Nonparametric Estimation from Correlated Copies of a Drifted Process
Nicolas Marie
TL;DR
The paper addresses nonparametric estimation of a drift function $b_0$ and its derivative from multiple correlated copies of a drifted process using a pathwise Young-integral framework. It proposes simple estimators $\hat b=\bar X$ and $\hat b_m'$ based on projections onto a finite-dimensional basis, and proves nonasymptotic risk bounds that separate bias and variance components, with a Gaussian-case sharpening and adaptive model selection. The work covers constructions of correlated copies from linear (fractional) diffusions, interacting particle systems, and long-time fractional-noise observations, plus numerical experiments illustrating finite-sample performance.
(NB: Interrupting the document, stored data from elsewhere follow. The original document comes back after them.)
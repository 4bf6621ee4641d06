//! # API 统一错误处理
//!
//! 将领域层的校验错误与行情错误统一映射到 HTTP 状态码与 JSON 响应体。

use axum::http::StatusCode;
use axum::response::{IntoResponse, Response};
use axum::Json;
use dalal_core::market::error::MarketError;
use dalal_core::query::error::QueryError;
use thiserror::Error;

use crate::types::ApiErrorResponse;

/// API 层统一错误枚举
#[derive(Error, Debug)]
pub enum ApiError {
    /// 请求参数错误 (400)
    #[error("{0}")]
    BadRequest(String),

    /// 资源未找到 (404)
    #[error("{0}")]
    NotFound(String),

    /// 上游或内部故障 (500)，`message` 为底层错误信息
    #[error("{error}: {message}")]
    Internal { error: String, message: String },
}

impl ApiError {
    /// # Summary
    /// 按请求上下文转换行情错误。
    ///
    /// # Logic
    /// 1. `NotFound` → 404，沿用领域层的描述。
    /// 2. 其余 (网络、解析、未知) 属于上游故障 → 500，`context` 作为 `error` 字段。
    pub fn from_market(err: MarketError, context: &str) -> Self {
        match err {
            MarketError::NotFound(msg) => ApiError::NotFound(msg),
            other => ApiError::Internal {
                error: context.to_string(),
                message: other.to_string(),
            },
        }
    }
}

/// 将 `ApiError` 转换为 axum 的 HTTP 响应
impl IntoResponse for ApiError {
    fn into_response(self) -> Response {
        let (status, body) = match self {
            ApiError::BadRequest(msg) => {
                tracing::warn!("Bad request: {}", msg);
                (StatusCode::BAD_REQUEST, ApiErrorResponse::from_msg(msg))
            }
            ApiError::NotFound(msg) => {
                tracing::warn!("Not found: {}", msg);
                (StatusCode::NOT_FOUND, ApiErrorResponse::from_msg(msg))
            }
            ApiError::Internal { error, message } => {
                // 面向内部开发者的服务，故障细节直接透传给调用方
                tracing::error!("{}: {}", error, message);
                (
                    StatusCode::INTERNAL_SERVER_ERROR,
                    ApiErrorResponse::from_msg(error).with_message(message),
                )
            }
        };

        (status, Json(body)).into_response()
    }
}

/// 从 `QueryError` 转换，缺参与越界取值都是 400
impl From<QueryError> for ApiError {
    fn from(err: QueryError) -> Self {
        ApiError::BadRequest(err.to_string())
    }
}
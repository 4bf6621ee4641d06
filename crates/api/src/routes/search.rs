//! # 证券搜索路由控制器
//!
//! 仅在内置的十只标的中做子串匹配。

use axum::Json;
use axum::extract::State;
use dalal_core::query::entity::parse_search_query;

use crate::error::ApiError;
use crate::extract::QueryParams;
use crate::server::AppState;
use crate::types::{ApiErrorResponse, SearchQuery, SearchResponse};

/// 搜索证券
#[utoipa::path(
    get,
    path = "/search",
    tag = "搜索 (Search)",
    params(SearchQuery),
    responses(
        (status = 200, description = "匹配结果，可能为空", body = SearchResponse),
        (status = 400, description = "缺少关键字", body = ApiErrorResponse)
    )
)]
pub async fn search_stocks(
    State(state): State<AppState>,
    params: QueryParams,
) -> Result<Json<SearchResponse>, ApiError> {
    let q = parse_search_query(params.first("q"))?;
    tracing::info!("Searching for stocks matching: {}", q);

    let result = state.catalog.search(q).into_iter().map(Into::into).collect();
    Ok(Json(SearchResponse { result }))
}
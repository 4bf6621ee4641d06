use serde::{Deserialize, Serialize};
use std::str::FromStr;

pub mod time;

/// 指数代码的词法前缀 (例如 `^NSEI`, `^BSESN`)
pub const INDEX_PREFIX: char = '^';

/// # Summary
/// 判断证券代码是否代表市场指数。
///
/// # Logic
/// 1. 纯词法判断：以 `^` 开头即视为指数，不依赖任何上游查询。
///
/// # Arguments
/// * `symbol`: 证券代码。
///
/// # Returns
/// 指数返回 true，个股返回 false。
pub fn is_index_symbol(symbol: &str) -> bool {
    symbol.starts_with(INDEX_PREFIX)
}

/// # Summary
/// 历史数据回溯区间，对应上游的 `range` 参数。
///
/// # Invariants
/// - 取值封闭，仅允许 `Period::ALL` 中列出的十种。
#[derive(Debug, Clone, Copy, Default, Serialize, Deserialize, PartialEq, Eq, Hash)]
pub enum Period {
    // 1日
    #[default]
    #[serde(rename = "1d")]
    Day1,
    // 5日
    #[serde(rename = "5d")]
    Day5,
    // 1月
    #[serde(rename = "1mo")]
    Month1,
    // 3月
    #[serde(rename = "3mo")]
    Month3,
    // 6月
    #[serde(rename = "6mo")]
    Month6,
    // 1年
    #[serde(rename = "1y")]
    Year1,
    // 2年
    #[serde(rename = "2y")]
    Year2,
    // 5年
    #[serde(rename = "5y")]
    Year5,
    // 年初至今
    #[serde(rename = "ytd")]
    YearToDate,
    // 全部历史
    #[serde(rename = "max")]
    Max,
}

impl Period {
    /// 合法取值，顺序即错误提示中的展示顺序
    pub const ALL: [Period; 10] = [
        Period::Day1,
        Period::Day5,
        Period::Month1,
        Period::Month3,
        Period::Month6,
        Period::Year1,
        Period::Year2,
        Period::Year5,
        Period::YearToDate,
        Period::Max,
    ];

    pub fn as_str(&self) -> &'static str {
        match self {
            Period::Day1 => "1d",
            Period::Day5 => "5d",
            Period::Month1 => "1mo",
            Period::Month3 => "3mo",
            Period::Month6 => "6mo",
            Period::Year1 => "1y",
            Period::Year2 => "2y",
            Period::Year5 => "5y",
            Period::YearToDate => "ytd",
            Period::Max => "max",
        }
    }

    /// 全部合法取值的文本形式
    pub fn allowed() -> Vec<&'static str> {
        Self::ALL.iter().map(Period::as_str).collect()
    }
}

impl FromStr for Period {
    type Err = String;

    /// 区分大小写的精确匹配，与上游词表保持一致
    fn from_str(s: &str) -> Result<Self, Self::Err> {
        Self::ALL
            .into_iter()
            .find(|p| p.as_str() == s)
            .ok_or_else(|| format!("Unknown Period: {}", s))
    }
}

impl std::fmt::Display for Period {
    fn fmt(&self, f: &mut std::fmt::Formatter<'_>) -> std::fmt::Result {
        write!(f, "{}", self.as_str())
    }
}

/// # Summary
/// K 线采样周期，对应上游的 `interval` 参数。
///
/// # Invariants
/// - 取值封闭，仅允许 `Interval::ALL` 中列出的十二种。
/// - `60m` 与 `1h` 在上游语义相同，但作为两个独立取值保留，原样透传。
#[derive(Debug, Clone, Copy, Default, Serialize, Deserialize, PartialEq, Eq, Hash)]
pub enum Interval {
    #[serde(rename = "1m")]
    Minute1,
    #[serde(rename = "2m")]
    Minute2,
    #[serde(rename = "5m")]
    Minute5,
    #[serde(rename = "15m")]
    Minute15,
    #[serde(rename = "30m")]
    Minute30,
    #[serde(rename = "60m")]
    Minute60,
    #[serde(rename = "90m")]
    Minute90,
    #[serde(rename = "1h")]
    Hour1,
    #[default]
    #[serde(rename = "1d")]
    Day1,
    #[serde(rename = "5d")]
    Day5,
    #[serde(rename = "1wk")]
    Week1,
    #[serde(rename = "1mo")]
    Month1,
}

impl Interval {
    /// 合法取值，顺序即错误提示中的展示顺序
    pub const ALL: [Interval; 12] = [
        Interval::Minute1,
        Interval::Minute2,
        Interval::Minute5,
        Interval::Minute15,
        Interval::Minute30,
        Interval::Minute60,
        Interval::Minute90,
        Interval::Hour1,
        Interval::Day1,
        Interval::Day5,
        Interval::Week1,
        Interval::Month1,
    ];

    pub fn as_str(&self) -> &'static str {
        match self {
            Interval::Minute1 => "1m",
            Interval::Minute2 => "2m",
            Interval::Minute5 => "5m",
            Interval::Minute15 => "15m",
            Interval::Minute30 => "30m",
            Interval::Minute60 => "60m",
            Interval::Minute90 => "90m",
            Interval::Hour1 => "1h",
            Interval::Day1 => "1d",
            Interval::Day5 => "5d",
            Interval::Week1 => "1wk",
            Interval::Month1 => "1mo",
        }
    }

    /// 全部合法取值的文本形式
    pub fn allowed() -> Vec<&'static str> {
        Self::ALL.iter().map(Interval::as_str).collect()
    }

    /// # Summary
    /// 是否为日内周期。
    ///
    /// # Logic
    /// 1. 分钟与小时级别为日内周期；日线及以上不是。
    /// 2. 上游对非日内周期的时间戳按交易所本地零点对齐。
    pub fn is_intraday(&self) -> bool {
        matches!(
            self,
            Interval::Minute1
                | Interval::Minute2
                | Interval::Minute5
                | Interval::Minute15
                | Interval::Minute30
                | Interval::Minute60
                | Interval::Minute90
                | Interval::Hour1
        )
    }
}

impl FromStr for Interval {
    type Err = String;

    fn from_str(s: &str) -> Result<Self, Self::Err> {
        Self::ALL
            .into_iter()
            .find(|i| i.as_str() == s)
            .ok_or_else(|| format!("Unknown Interval: {}", s))
    }
}

impl std::fmt::Display for Interval {
    fn fmt(&self, f: &mut std::fmt::Formatter<'_>) -> std::fmt::Result {
        write!(f, "{}", self.as_str())
    }
}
This framework enables robust drift and derivative estimation under dependence among copies, with practical relevance to finance, pharmacokinetics, and functional data analysis.
Abstract
This paper presents several situations leading to the observation of multiple correlated copies of a drifted process, and then non-asymptotic risk bounds are established on nonparametric estimators of the drift function $b_0$ and its derivative. For drifted Gaussian processes with a regular enough covariance function, a sharper risk bound is established on the estimator of $b_0'$, and a model selection procedure is provided with theoretical guarantees.